## YOUR GOAL:
Print the first line of the records below and every line after it, up to and including the line with "be numbers, flags". Print nothing else.

## DATA EXTRACT:
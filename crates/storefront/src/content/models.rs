//! Content types served by the site.
//!
//! These are both the cached form of a feed and the shape of the bundled
//! fallback files, so deserialization is lenient: ids may be numbers, flags
//! may be `"TRUE"` text, and missing optional fields take defaults.

use std::collections::BTreeMap;
use std::fmt;

use serde::{Deserialize, Deserializer, Serialize};
use serde_json::Value;

use poppin_deli_core::Price;
use poppin_deli_core::cart::Product;
use poppin_deli_core::order::DEFAULT_WHATSAPP_NUMBER;

use crate::sheets::{value_to_flag, value_to_int, value_to_text};

/// Sort position given to rows without a usable `sortOrder`.
pub const DEFAULT_SORT_ORDER: i64 = 999;

// =============================================================================
// Status
// =============================================================================

/// Traffic-light crowd indicator.
#[derive(Debug, Clone, Copy, Default, PartialEq, Eq, Serialize, Deserialize)]
#[serde(from = "String", into = "String")]
pub enum VibeStatus {
    #[default]
    Green,
    Yellow,
    Red,
}

impl VibeStatus {
    /// Lowercase name.
    #[must_use]
    pub const fn as_str(self) -> &'static str {
        match self {
            Self::Green => "green",
            Self::Yellow => "yellow",
            Self::Red => "red",
        }
    }
}

impl From<String> for VibeStatus {
    fn from(value: String) -> Self {
        match value.trim().to_ascii_lowercase().as_str() {
            "yellow" => Self::Yellow,
            "red" => Self::Red,
            _ => Self::Green,
        }
    }
}

impl From<VibeStatus> for String {
    fn from(value: VibeStatus) -> Self {
        value.as_str().to_string()
    }
}

impl fmt::Display for VibeStatus {
    fn fmt(&self, f: &mut fmt::Formatter<'_>) -> fmt::Result {
        f.write_str(self.as_str())
    }
}

/// Live shop status.
#[derive(Debug, Clone, PartialEq, Eq, Serialize, Deserialize)]
#[serde(rename_all = "camelCase")]
pub struct Status {
    #[serde(default)]
    pub status: VibeStatus,
    #[serde(default = "default_status_label")]
    pub label: String,
    #[serde(default, deserialize_with = "de_text")]
    pub note: String,
    /// Expected wait in minutes.
    #[serde(default, deserialize_with = "de_int")]
    pub wait_time: i64,
    #[serde(default, deserialize_with = "de_text")]
    pub suggestion: String,
}

fn default_status_label() -> String {
    "Open Now".to_string()
}

impl Default for Status {
    fn default() -> Self {
        Self {
            status: VibeStatus::Green,
            label: default_status_label(),
            note: String::new(),
            wait_time: 0,
            suggestion: String::new(),
        }
    }
}

// =============================================================================
// Menu
// =============================================================================

/// The full menu: categories in display order and the items in them.
#[derive(Debug, Clone, Default, PartialEq, Serialize, Deserialize)]
pub struct Menu {
    #[serde(default)]
    pub categories: Vec<Category>,
    #[serde(default)]
    pub items: Vec<MenuItem>,
}

/// A menu section.
#[derive(Debug, Clone, PartialEq, Eq, Serialize, Deserialize)]
pub struct Category {
    #[serde(deserialize_with = "de_text")]
    pub id: String,
    #[serde(default, deserialize_with = "de_text")]
    pub name: String,
    #[serde(default, deserialize_with = "de_text")]
    pub description: String,
}

/// One orderable dish.
#[derive(Debug, Clone, PartialEq, Serialize, Deserialize)]
#[serde(rename_all = "camelCase")]
pub struct MenuItem {
    #[serde(deserialize_with = "de_text")]
    pub id: String,
    #[serde(deserialize_with = "de_text")]
    pub name: String,
    #[serde(default, deserialize_with = "de_text")]
    pub category: String,
    #[serde(default, deserialize_with = "de_text")]
    pub description: String,
    #[serde(default, deserialize_with = "de_price")]
    pub price: Price,
    #[serde(default, deserialize_with = "de_flag")]
    pub is_veg: bool,
    #[serde(default)]
    pub tags: Vec<String>,
    #[serde(default, deserialize_with = "de_opt_text")]
    pub image_url: Option<String>,
    #[serde(default = "default_sort_order", deserialize_with = "de_sort_order")]
    pub sort_order: i64,
}

impl MenuItem {
    /// Whether the item carries `tag`.
    #[must_use]
    pub fn has_tag(&self, tag: &str) -> bool {
        self.tags.iter().any(|t| t == tag)
    }

    /// The product handed to the cart when this item is added.
    #[must_use]
    pub fn to_product(&self) -> Product {
        Product::new(
            self.id.as_str(),
            self.name.clone(),
            self.price,
            self.category.clone(),
        )
    }
}

// =============================================================================
// Featured and gallery
// =============================================================================

/// A hand-picked home page item.
#[derive(Debug, Clone, PartialEq, Eq, Serialize, Deserialize)]
#[serde(rename_all = "camelCase")]
pub struct FeaturedItem {
    #[serde(deserialize_with = "de_text")]
    pub id: String,
    #[serde(default, deserialize_with = "de_text")]
    pub menu_item_id: String,
    #[serde(default, deserialize_with = "de_opt_text")]
    pub title_override: Option<String>,
    #[serde(default = "default_featured_tag")]
    pub tag: String,
    #[serde(default = "default_sort_order", deserialize_with = "de_sort_order")]
    pub sort_order: i64,
}

pub(crate) fn default_featured_tag() -> String {
    "Featured".to_string()
}

/// A gallery photo.
#[derive(Debug, Clone, PartialEq, Eq, Serialize, Deserialize)]
#[serde(rename_all = "camelCase")]
pub struct GalleryImage {
    #[serde(deserialize_with = "de_text")]
    pub id: String,
    #[serde(default, deserialize_with = "de_text")]
    pub image_url: String,
    #[serde(
        rename = "type",
        default = "default_gallery_type",
        deserialize_with = "de_text"
    )]
    pub kind: String,
    #[serde(default, deserialize_with = "de_text")]
    pub caption: String,
    #[serde(default = "default_sort_order", deserialize_with = "de_sort_order")]
    pub sort_order: i64,
}

pub(crate) fn default_gallery_type() -> String {
    "general".to_string()
}

// =============================================================================
// Site settings
// =============================================================================

/// Free-form `key -> value` site settings.
#[derive(Debug, Clone, PartialEq, Eq, Serialize, Deserialize)]
#[serde(transparent)]
pub struct SiteSettings(BTreeMap<String, String>);

impl SiteSettings {
    /// Setting value, if present.
    #[must_use]
    pub fn get(&self, key: &str) -> Option<&str> {
        self.0.get(key).map(String::as_str)
    }

    /// Number orders are sent to.
    #[must_use]
    pub fn whatsapp_number(&self) -> &str {
        self.get("whatsapp_number")
            .filter(|n| !n.trim().is_empty())
            .unwrap_or(DEFAULT_WHATSAPP_NUMBER)
    }

    /// Iterate over all settings in key order.
    pub fn iter(&self) -> impl Iterator<Item = (&str, &str)> {
        self.0.iter().map(|(k, v)| (k.as_str(), v.as_str()))
    }
}

impl Default for SiteSettings {
    fn default() -> Self {
        [
            ("phone_primary", "+91 87707 69691"),
            ("address", "E-2/265, Arera Colony, Bhopal"),
            ("open_time", "11:00"),
            ("close_time", "23:00"),
            ("whatsapp_number", DEFAULT_WHATSAPP_NUMBER),
        ]
        .into_iter()
        .collect()
    }
}

impl<K: Into<String>, V: Into<String>> FromIterator<(K, V)> for SiteSettings {
    fn from_iter<I: IntoIterator<Item = (K, V)>>(iter: I) -> Self {
        Self(iter.into_iter().map(|(k, v)| (k.into(), v.into())).collect())
    }
}

// =============================================================================
// Specials, reviews, now brewing, pillars
// =============================================================================

/// A signature pick pointing at a menu item.
#[derive(Debug, Clone, PartialEq, Eq, Serialize, Deserialize)]
pub struct Special {
    #[serde(default, deserialize_with = "de_text")]
    pub menu_item_id: String,
    #[serde(default, deserialize_with = "de_opt_text")]
    pub tag: Option<String>,
    #[serde(default, deserialize_with = "de_flag")]
    pub active: bool,
}

/// A customer review.
#[derive(Debug, Clone, PartialEq, Eq, Serialize, Deserialize)]
pub struct Review {
    #[serde(default, deserialize_with = "de_text")]
    pub name: String,
    /// Rating as entered; read through [`Review::stars`].
    #[serde(default, deserialize_with = "de_text")]
    pub rating: String,
    #[serde(default, deserialize_with = "de_text")]
    pub text: String,
}

/// Today's special.
#[derive(Debug, Clone, PartialEq, Eq, Serialize, Deserialize)]
pub struct NowBrewing {
    #[serde(default, deserialize_with = "de_text")]
    pub menu_item_id: String,
    #[serde(default, deserialize_with = "de_opt_text")]
    pub label: Option<String>,
    #[serde(default, deserialize_with = "de_flag")]
    pub active: bool,
}

/// A brand pillar shown on the home page.
#[derive(Debug, Clone, PartialEq, Eq, Serialize, Deserialize)]
pub struct Pillar {
    #[serde(default, deserialize_with = "de_text")]
    pub icon: String,
    #[serde(default, deserialize_with = "de_text")]
    pub title: String,
    #[serde(default, deserialize_with = "de_text")]
    pub description: String,
}

// =============================================================================
// Lenient field decoders
// =============================================================================

const fn default_sort_order() -> i64 {
    DEFAULT_SORT_ORDER
}

fn de_text<'de, D: Deserializer<'de>>(deserializer: D) -> Result<String, D::Error> {
    Value::deserialize(deserializer).map(|v| value_to_text(&v))
}

fn de_opt_text<'de, D: Deserializer<'de>>(deserializer: D) -> Result<Option<String>, D::Error> {
    let text = de_text(deserializer)?;
    Ok(if text.trim().is_empty() { None } else { Some(text) })
}

fn de_flag<'de, D: Deserializer<'de>>(deserializer: D) -> Result<bool, D::Error> {
    Value::deserialize(deserializer).map(|v| value_to_flag(&v).unwrap_or(false))
}

fn de_int<'de, D: Deserializer<'de>>(deserializer: D) -> Result<i64, D::Error> {
    Value::deserialize(deserializer).map(|v| value_to_int(&v).unwrap_or(0))
}

fn de_sort_order<'de, D: Deserializer<'de>>(deserializer: D) -> Result<i64, D::Error> {
    Value::deserialize(deserializer).map(|v| value_to_int(&v).unwrap_or(DEFAULT_SORT_ORDER))
}

fn de_price<'de, D: Deserializer<'de>>(deserializer: D) -> Result<Price, D::Error> {
    Value::deserialize(deserializer).map(|v| Price::coerce(&value_to_text(&v)))
}

#[cfg(test)]
#[allow(clippy::unwrap_used)]
mod tests {
    use serde_json::json;

    use super::*;

    #[test]
    fn test_menu_item_lenient_fields() {
        let item: MenuItem = serde_json::from_value(json!({
            "id": 7,
            "name": "Masala Fries",
            "category": "sides",
            "price": "89",
            "isVeg": "TRUE",
            "tags": ["bestseller"],
            "imageUrl": ""
        }))
        .unwrap();

        assert_eq!(item.id, "7");
        assert_eq!(item.price.to_string(), "₹89");
        assert!(item.is_veg);
        assert_eq!(item.image_url, None);
        assert_eq!(item.sort_order, DEFAULT_SORT_ORDER);
        assert!(item.has_tag("bestseller"));
    }

    #[test]
    fn test_menu_item_round_trips_through_cache_form() {
        let item: MenuItem = serde_json::from_value(json!({
            "id": "m1", "name": "Club Sandwich", "price": 120.5, "sortOrder": 2
        }))
        .unwrap();
        let cached = serde_json::to_value(&item).unwrap();
        let back: MenuItem = serde_json::from_value(cached).unwrap();
        assert_eq!(back, item);
    }

    #[test]
    fn test_to_product() {
        let item: MenuItem = serde_json::from_value(json!({
            "id": "m1", "name": "Club Sandwich", "category": "sandwiches", "price": 120
        }))
        .unwrap();
        let product = item.to_product();
        assert_eq!(product.id.as_str(), "m1");
        assert_eq!(product.price.to_string(), "₹120");
        assert_eq!(product.category, "sandwiches");
    }

    #[test]
    fn test_status_defaults_and_unknown_vibe() {
        let status: Status = serde_json::from_value(json!({"status": "purple"})).unwrap();
        assert_eq!(status.status, VibeStatus::Green);
        assert_eq!(status.label, "Open Now");
        assert_eq!(status.wait_time, 0);

        let busy: Status =
            serde_json::from_value(json!({"status": "RED", "label": "Packed", "waitTime": "25"}))
                .unwrap();
        assert_eq!(busy.status, VibeStatus::Red);
        assert_eq!(busy.wait_time, 25);
    }

    #[test]
    fn test_site_settings_default() {
        let settings = SiteSettings::default();
        assert_eq!(settings.whatsapp_number(), "918770769691");
        assert_eq!(settings.get("open_time"), Some("11:00"));
        assert_eq!(settings.get("loyalty_text"), None);
    }

    #[test]
    fn test_special_active_flag() {
        let specials: Vec<Special> = serde_json::from_value(json!([
            {"menu_item_id": 3, "tag": "Chef's Pick", "active": true},
            {"menu_item_id": "4", "active": "FALSE"}
        ]))
        .unwrap();
        assert_eq!(specials[0].menu_item_id, "3");
        assert!(specials[0].active);
        assert!(!specials[1].active);
        assert_eq!(specials[1].tag, None);
    }
}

## REPLY TO THE TASK:
filename crates/storefront/src/content/models.rs
//! Content types served by the site.
//!
//! These are both the cached form of a feed and the shape of the bundled
//! fallback files, so deserialization is lenient: ids may be numbers, flags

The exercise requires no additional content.